War da nicht was? Hieß es nicht umgekehrt „Vertrauen ist gut, Kontrolle ist besser“? So sagte jedenfalls einst Lenin. Erstaunlich, dass diese schon sprichwörtliche Weisheit des Gründers der Sowjetunion vielen Menschen immer noch locker über die Lippen kommt – über 20 Jahre nach dem Zusammenbruch des Sozialismus in Osteuropa. Den Gegenentwurf dazu lieferte vor einigen Jahren Reinhard Sprenger mit seinem Buch „Vertrauen führt“. Führt es wirklich?

Es gibt genügend Führungskräfte, denen Kontrolle und Führung stets noch als Synonyme erscheinen und immer wieder Belege dafür finden, dass sie recht haben. „Immer wieder gibt es Unregelmäßigleiten“ oder: „Ohne Kontrolle arbeiten die nicht gut.“ Das sind einige der vielen Einwände. Doch Kontrolle ist der Bruder von Misstrauen und wo soll in einer derartigen Atmosphäre Vertrauen wachsen. Mehr noch: Misstrauen demotiviert, zerstört es doch eine wichtige Grundvoraussetzung von Motivation: Autonomie. Wer Aufgaben und Problem eigenständig und erfolgreich lösen kann, erzeugt seine Motivation selbst.

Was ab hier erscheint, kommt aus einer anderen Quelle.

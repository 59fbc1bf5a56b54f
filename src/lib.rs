/*!

This is a threaded controller crate for the [HackRF][hackrf], made using the
pure-rust [`nusb`] crate for USB interfacing. It covers the everyday surface
of the original [`libhackrf`][libhackrf] library: exclusive device sessions,
RF configuration, and callback-driven receive, transmit, and sweep streaming.

[hackrf]: https://greatscottgadgets.com/hackrf/one/
[libhackrf]: https://github.com/greatscottgadgets/hackrf/tree/master/host

The standard entry point for this library is [`open_hackrf()`], which will
open the first available HackRF device.

Getting started is easy: open up a HackRF peripheral, configure it as needed,
and enter transmit, receive, or RX sweep mode. Each streaming mode runs a
dedicated worker thread that hands buffers to your callback; the callback
returns a [`StreamControl`] telling the stream whether to carry on. Stopping
is done from the session side with [`HackRf::stop_rx`] / [`HackRf::stop_tx`],
which block until the worker has fully wound down.

As for what using this library looks like in practice, here's an example
program that configures the system, enters receive mode, and processes
samples to estimate the average received power relative to full scale:

```no_run
use hackrf_ctrl::StreamControl;

fn main() -> anyhow::Result<()> {
    let hackrf = hackrf_ctrl::open_hackrf()?;

    // Configure: 10 MHz sample rate, turn on the RF amp, set IF & BB gains
    // to 16 dB, and tune to 915 MHz.
    hackrf.set_sample_rate(10e6)?;
    hackrf.set_amp_enable(true)?;
    hackrf.set_lna_gain(16)?;
    hackrf.set_vga_gain(16)?;
    hackrf.set_freq(915_000_000)?;

    // Receive until 64 MiB of samples have gone by, measuring power.
    let (done_tx, done_rx) = std::sync::mpsc::channel();
    let mut seen = 0usize;
    let mut pow_sum = 0.0f64;
    hackrf.start_rx(move |block| {
        for x in hackrf_ctrl::samples(block) {
            let re = x.re as f64;
            let im = x.im as f64;
            pow_sum += re * re + im * im;
        }
        seen += block.len();
        if seen >= 64 << 20 {
            let _ = done_tx.send(pow_sum / (seen / 2) as f64);
            return StreamControl::Stop;
        }
        StreamControl::Continue
    })?;

    let mean_pow = done_rx.recv()?;
    hackrf.stop_rx()?;

    let average_power = (mean_pow / (127.0 * 127.0)).log10() * 10.;
    println!("Average Power = {average_power} dbFS");
    Ok(())
}
```

*/

#![warn(missing_docs)]

mod config;
mod consts;
mod error;
pub mod info;
mod rx;
mod stream;
mod sweep;
mod transport;
mod tx;

use core::mem::size_of;
use std::io;
use std::ops::Range;
use std::sync::Mutex;

use bytemuck::Pod;
use tracing::{debug, info, warn};

use crate::config::{baseband_filter_bw, check_lna_gain, check_txvga_gain, check_vga_gain};
use crate::consts::*;
use crate::info::Info;
use crate::stream::{Direction, StreamEnd, StreamHandle};
use crate::transport::Transport;

pub use crate::config::DeviceConfig;
pub use crate::consts::{SWEEP_BLOCK_LEN, TRANSFER_BUFFER_SIZE};
pub use crate::error::{Error, ResultCode, error_name};
pub use crate::stream::StreamControl;
pub use crate::sweep::{SweepBlock, SweepMode, SweepParams};
pub use crate::tx::{SampleSender, SampleSource, sample_channel};

/// Complex 8-bit signed data, as used by the HackRF.
pub type ComplexI8 = num_complex::Complex<i8>;

/// View a block of receive bytes as complex 8-bit samples.
///
/// A trailing odd byte, which a partial transfer can produce, is dropped.
pub fn samples(block: &[u8]) -> &[ComplexI8] {
    // SAFETY: ComplexI8 is two i8 with an alignment of 1.
    unsafe {
        std::slice::from_raw_parts(
            block.as_ptr() as *const ComplexI8,
            block.len() / size_of::<ComplexI8>(),
        )
    }
}

/// A HackRF device descriptor, which can be opened.
///
/// These are mostly returned from calling [`list_hackrf_devices`], but can
/// also be formed by trying to convert a [`nusb::DeviceInfo`] into one.
pub struct HackRfDescriptor {
    info: nusb::DeviceInfo,
}

/// The type of HackRF device that was detected.
#[allow(missing_docs)]
#[derive(Clone, Copy, Debug, PartialEq, Eq)]
pub enum HackRfType {
    Jawbreaker,
    One,
    Rad1o,
}

impl std::fmt::Display for HackRfType {
    fn fmt(&self, f: &mut std::fmt::Formatter<'_>) -> std::fmt::Result {
        match self {
            Self::Jawbreaker => f.write_str("Jawbreaker"),
            Self::One => f.write_str("HackRF One"),
            Self::Rad1o => f.write_str("rad1o"),
        }
    }
}

fn open_err(e: io::Error) -> Error {
    match e.kind() {
        io::ErrorKind::ResourceBusy => Error::Busy,
        io::ErrorKind::NotFound => Error::NotFound,
        _ => Error::Io(e),
    }
}

impl HackRfDescriptor {
    /// Get the serial number of this HackRF, as a string.
    pub fn serial(&self) -> Option<&str> {
        self.info.serial_number()
    }

    /// Get the [type][HackRfType] of HackRF radio this is.
    pub fn radio_type(&self) -> HackRfType {
        match self.info.product_id() {
            HACKRF_JAWBREAKER_USB_PID => HackRfType::Jawbreaker,
            HACKRF_ONE_USB_PID => HackRfType::One,
            RAD1O_USB_PID => HackRfType::Rad1o,
            _ => panic!("Created a HackRfDescriptor without using a known product ID"),
        }
    }

    /// Try and open this HackRF device descriptor, claiming exclusive access
    /// to the radio.
    ///
    /// An already-claimed device comes back as [`Error::Busy`], and a device
    /// that vanished since enumeration as [`Error::NotFound`].
    pub fn open(self) -> Result<HackRf, Error> {
        let version = self.info.device_version();
        let ty = self.radio_type();
        let device = self.info.open().map_err(open_err)?;
        #[cfg(not(target_os = "windows"))]
        {
            let active = device.active_configuration().map_err(io::Error::from)?;
            if active.configuration_value() != 1 {
                device.detach_kernel_driver(0)?;
                device.set_configuration(1)?;
            }
        }
        let interface = device.detach_and_claim_interface(0).map_err(open_err)?;

        let rf = HackRf {
            transport: Box::new(transport::UsbTransport::new(interface)),
            version,
            ty,
            config: Mutex::new(DeviceConfig::default()),
            stream: Mutex::new(None),
        };

        let rf_info = rf.info();
        let board = rf_info.board_id()?;
        let firmware = rf_info.version_string()?;
        let serial = rf_info.serial()?;
        info!(radio = %ty, %board, %firmware, %serial, api = version, "opened HackRF");

        Ok(rf)
    }
}

/// Try and turn any [`nusb::DeviceInfo`] descriptor into a HackRF, failing if
/// the VID and PID don't match any known devices.
impl TryFrom<nusb::DeviceInfo> for HackRfDescriptor {
    type Error = &'static str;
    fn try_from(value: nusb::DeviceInfo) -> Result<Self, Self::Error> {
        if value.vendor_id() == HACKRF_USB_VID {
            if matches!(
                value.product_id(),
                HACKRF_JAWBREAKER_USB_PID | HACKRF_ONE_USB_PID | RAD1O_USB_PID
            ) {
                Ok(HackRfDescriptor { info: value })
            } else {
                Err("VID recognized, PID not recognized")
            }
        } else {
            Err("VID doesn't match for HackRF")
        }
    }
}

/// List all available HackRF devices.
pub fn list_hackrf_devices() -> Result<Vec<HackRfDescriptor>, std::io::Error> {
    Ok(nusb::list_devices()?
        .filter(|d| {
            d.vendor_id() == HACKRF_USB_VID
                && matches!(
                    d.product_id(),
                    HACKRF_JAWBREAKER_USB_PID | HACKRF_ONE_USB_PID | RAD1O_USB_PID
                )
        })
        .map(|d| HackRfDescriptor { info: d })
        .collect::<Vec<HackRfDescriptor>>())
}

/// Open the first detected HackRF device in the system.
///
/// This is a shortcut for calling [`list_hackrf_devices`] and opening the
/// first one.
pub fn open_hackrf() -> Result<HackRf, Error> {
    list_hackrf_devices()?
        .into_iter()
        .next()
        .ok_or(Error::NotFound)?
        .open()
}

/// An exclusive session with a HackRF device. This is the main struct for
/// talking to the radio.
///
/// Configuration setters can be called at any time, including while a stream
/// is running; they are serialized onto the control channel. Only one stream
/// (receive, sweep, or transmit) can be active at a time; a second start
/// call fails with [`Error::Busy`].
///
/// Dropping the session stops any active stream and releases the device.
pub struct HackRf {
    transport: Box<dyn Transport>,
    pub(crate) version: u16,
    pub(crate) ty: HackRfType,
    config: Mutex<DeviceConfig>,
    stream: Mutex<Option<StreamHandle>>,
}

Wer aber in einer, von Kontrollitis geprägten Arbeitskultur Leistung bringen soll, der macht das nur unter Druck und mit der Befürchtung, für Fehler sanktioniert zu werden. Getoppt wird das zusätzlich durch die vermeintlich fortschrittliche Einführung von leistungsbezogener Bezahlung. Damit ist die Konditionierung perfekt. Mitarbeiter empfinden sich als gegängelt und fremdgesteuert. Gift für jegliche intrinsische Motivation. Und ja, dieses System produziert den Bedarf an Kontrolle ständig wieder aufs Neue. „Lässt man die Zügel locker, wird das schamlos ausgenutzt.“ Natürlich, denn das lockern der Zügel wird ja auch kaum als Vertrauensbeweis, sondern eher als Unachtsamkeit interpretiert.

Warum aber sollte Vertrauen besser sein? Antwort: Weil es das Kohärenzerleben der Mitarbeiter stärkt. Dieser Begriff stammt aus der Gesundheitspsychologie und umfasst drei Komponenten:

  • Verstehbarbeit: Ich verstehe meine Aufgaben.
  • Handhabbarkeit: Ich weiß, wie ich meine Aufgaben erledigen und Probleme lösen kann.
  • Bedeutsamkeit: Ich erlebe meine Arbeit als für mich sinnvoll.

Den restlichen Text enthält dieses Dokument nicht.